* _Exercise prompt_
Nothing below is to be printed except the lines between the line holding "transition table and" and the line holding "pub trait UndoableCommand: Send", inclusive, each exactly as it appears.

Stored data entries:
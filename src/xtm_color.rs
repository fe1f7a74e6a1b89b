use ratatui::style::Color;
use term_color_support::ColorSupport;

/// Color capability of the attached terminal
#[derive(Debug, Clone, Copy, PartialEq, Eq)]
pub enum Depth {
    TrueColor,
    Ansi256,
    Basic,
}

impl Depth {
    pub fn detect() -> Depth {
        let support = ColorSupport::stdout();
        if support.has_16m {
            Depth::TrueColor
        } else if support.has_256 {
            Depth::Ansi256
        } else {
            Depth::Basic
        }
    }

    /// Pin a base ANSI color to the Windows Terminal "Campbell" look so tiles
    /// render the same everywhere. Basic terminals keep the ANSI variant.
    pub fn resolve(self, color: Color) -> Color {
        match (self, campbell(color)) {
            (Depth::TrueColor, Some(((r, g, b), _))) => Color::Rgb(r, g, b),
            (Depth::Ansi256, Some((_, index))) => Color::Indexed(index),
            _ => color,
        }
    }
}

// ((R, G, B), stable ANSI-256 index) sampled from the Campbell scheme
fn campbell(color: Color) -> Option<((u8, u8, u8), u8)> {
    match color {
        Color::Black => Some(((12, 12, 12), 232)),
        Color::Red => Some(((197, 15, 31), 160)),
        Color::Green => Some(((19, 161, 14), 28)),
        Color::Yellow => Some(((193, 156, 0), 178)),
        Color::Blue => Some(((0, 55, 218), 20)),
        Color::Magenta => Some(((136, 23, 152), 90)),
        Color::Cyan => Some(((58, 150, 221), 38)),
        Color::Gray => Some(((204, 204, 204), 250)),
        Color::DarkGray => Some(((118, 118, 118), 243)),
        Color::LightRed => Some(((231, 72, 86), 203)),
        Color::LightBlue => Some(((59, 120, 255), 63)),
        Color::White => Some(((242, 242, 242), 255)),
        _ => None,
    }
}

/// Every color the board and labels use, resolved once at startup
#[derive(Debug, Clone)]
pub struct Palette {
    pub board_bg: Color,
    pub cursor_bg: Color,
    pub hidden_fg: Color,
    pub flag_fg: Color,
    pub mine_fg: Color,
    pub exploded_bg: Color,
    pub wrong_fg: Color,
    pub key_fg: Color,
    pub button_bg: Color,
    pub numbers: [Color; 8],
}

impl Palette {
    pub fn new(depth: Depth) -> Palette {
        let c = |color| depth.resolve(color);
        Palette {
            board_bg: c(Color::DarkGray),
            cursor_bg: c(Color::LightBlue),
            hidden_fg: c(Color::Gray),
            flag_fg: c(Color::Red),
            mine_fg: c(Color::Black),
            exploded_bg: c(Color::Red),
            wrong_fg: c(Color::LightRed),
            key_fg: c(Color::Yellow),
            button_bg: c(Color::Gray),
            numbers: [
                c(Color::Blue),
                c(Color::Green),
                c(Color::Red),
                c(Color::Magenta),
                c(Color::Yellow),
                c(Color::Cyan),
                c(Color::Black),
                c(Color::White),
            ],
        }
    }

    pub fn detect() -> Palette {
        Palette::new(Depth::detect())
    }

    /// Color for an adjacency count in 1..=8
    pub fn number(&self, n: u8) -> Color {
        self.numbers[(n as usize).clamp(1, 8) - 1]
    }
}

#[cfg(test)]
mod tests {
    use super::*;

    #[test]
    fn resolve_follows_depth() {
        assert_eq!(Depth::TrueColor.resolve(Color::Red), Color::Rgb(197, 15, 31));
        assert_eq!(Depth::Ansi256.resolve(Color::Red), Color::Indexed(160));
        assert_eq!(Depth::Basic.resolve(Color::Red), Color::Red);
        assert_eq!(Depth::TrueColor.resolve(Color::Rgb(1, 2, 3)), Color::Rgb(1, 2, 3));
    }

    #[test]
    fn number_colors_are_indexed_from_one() {
        let palette = Palette::new(Depth::Basic);
        assert_eq!(palette.number(1), Color::Blue);
        assert_eq!(palette.number(8), Color::White);
    }
}
//! Survey State - Answer lifecycle state machine
//!
//! Guards every status change to an answer session behind an explicit
//! transition table and records an auditable trail:
//! - Legal transitions only (invalid triggers are a routine `false`, not a fault)
//! - Append-only transition history per answer
//! - Per-answer registry for one machine instance per answer id
//!
//! # Example
//!
//! ```rust
//! use survey_state::{AnswerStateMachine, AnswerStatus, AnswerTrigger};
//! use uuid::Uuid;
//!
//! let mut machine = AnswerStateMachine::new(Uuid::new_v4(), AnswerStatus::Unfinished);
//! assert!(machine.fire(AnswerTrigger::Complete, None));
//! assert_eq!(machine.current_state(), AnswerStatus::Pending);
//! assert_eq!(machine.history().len(), 1);
//! ```

pub mod history;
pub mod machine;
pub mod registry;
pub mod status;

pub use history::StateTransitionHistory;
pub use machine::AnswerStateMachine;
pub use registry::AnswerStateMachineRegistry;
pub use status::{permitted_transitions, transition_target, AnswerStatus, AnswerTrigger};

/// Version of this crate
pub const VERSION: &str = env!("CARGO_PKG_VERSION");
//! The reversible command capability

use async_trait::async_trait;
use chrono::{DateTime, Utc};
use uuid::Uuid;

/// A command that can be executed, undone, and redone.
///
/// Implementations live in the hosting application (e.g. add/delete
/// question operations backed by API calls). The operations may perform
/// asynchronous work of their own; the history manager only awaits them.
/// Failures are reported through `Result` and converted to boolean
/// outcomes by the manager.
#[async_trait]
pub trait UndoableCommand: Send + Sync {
    /// Unique identifier for this command
    fn id(&self) -> Uuid;

    /// Human-readable description of what the command does
    fn description(&self) -> &str;

    /// When this command was executed
    fn executed_at(&self) -> DateTime<Utc>;

    /// Apply the command's effect.
    async fn execute(&self) -> anyhow::Result<()>;

    /// Revert the command's effect.
    async fn undo(&self) -> anyhow::Result<()>;

    /// Re-apply the command after an undo.
    async fn redo(&self) -> anyhow::Result<()>;
}

/// Undo/redo availability published after every history change.
#[derive(Debug, Clone, Copy, Default, PartialEq, Eq)]
pub struct UndoRedoAvailability {
    /// Whether a command is available to undo
    pub can_undo: bool,
    /// Whether a command is available to redo
    pub can_redo: bool,
}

* _Solution for this problem_
//! transition table and records an auditable trail:
//! - Legal transitions only (invalid triggers are a routine `false`, not a fault)
//! - Append-only transition history per answer
//! - Per-answer registry for one machine instance per answer id
//!
//! # Example
//!
//! ```rust
//! use survey_state::{AnswerStateMachine, AnswerStatus, AnswerTrigger};
//! use uuid::Uuid;
//!
//! let mut machine = AnswerStateMachine::new(Uuid::new_v4(), AnswerStatus::Unfinished);
//! assert!(machine.fire(AnswerTrigger::Complete, None));
//! assert_eq!(machine.current_state(), AnswerStatus::Pending);
//! assert_eq!(machine.history().len(), 1);
//! ```

pub mod history;
pub mod machine;
pub mod registry;
pub mod status;

pub use history::StateTransitionHistory;
pub use machine::AnswerStateMachine;
pub use registry::AnswerStateMachineRegistry;
pub use status::{permitted_transitions, transition_target, AnswerStatus, AnswerTrigger};

/// Version of this crate
pub const VERSION: &str = env!("CARGO_PKG_VERSION");
//! The reversible command capability

use async_trait::async_trait;
use chrono::{DateTime, Utc};
use uuid::Uuid;

/// A command that can be executed, undone, and redone.
///
/// Implementations live in the hosting application (e.g. add/delete
/// question operations backed by API calls). The operations may perform
/// asynchronous work of their own; the history manager only awaits them.
/// Failures are reported through `Result` and converted to boolean
/// outcomes by the manager.
#[async_trait]
pub trait UndoableCommand: Send + Sync {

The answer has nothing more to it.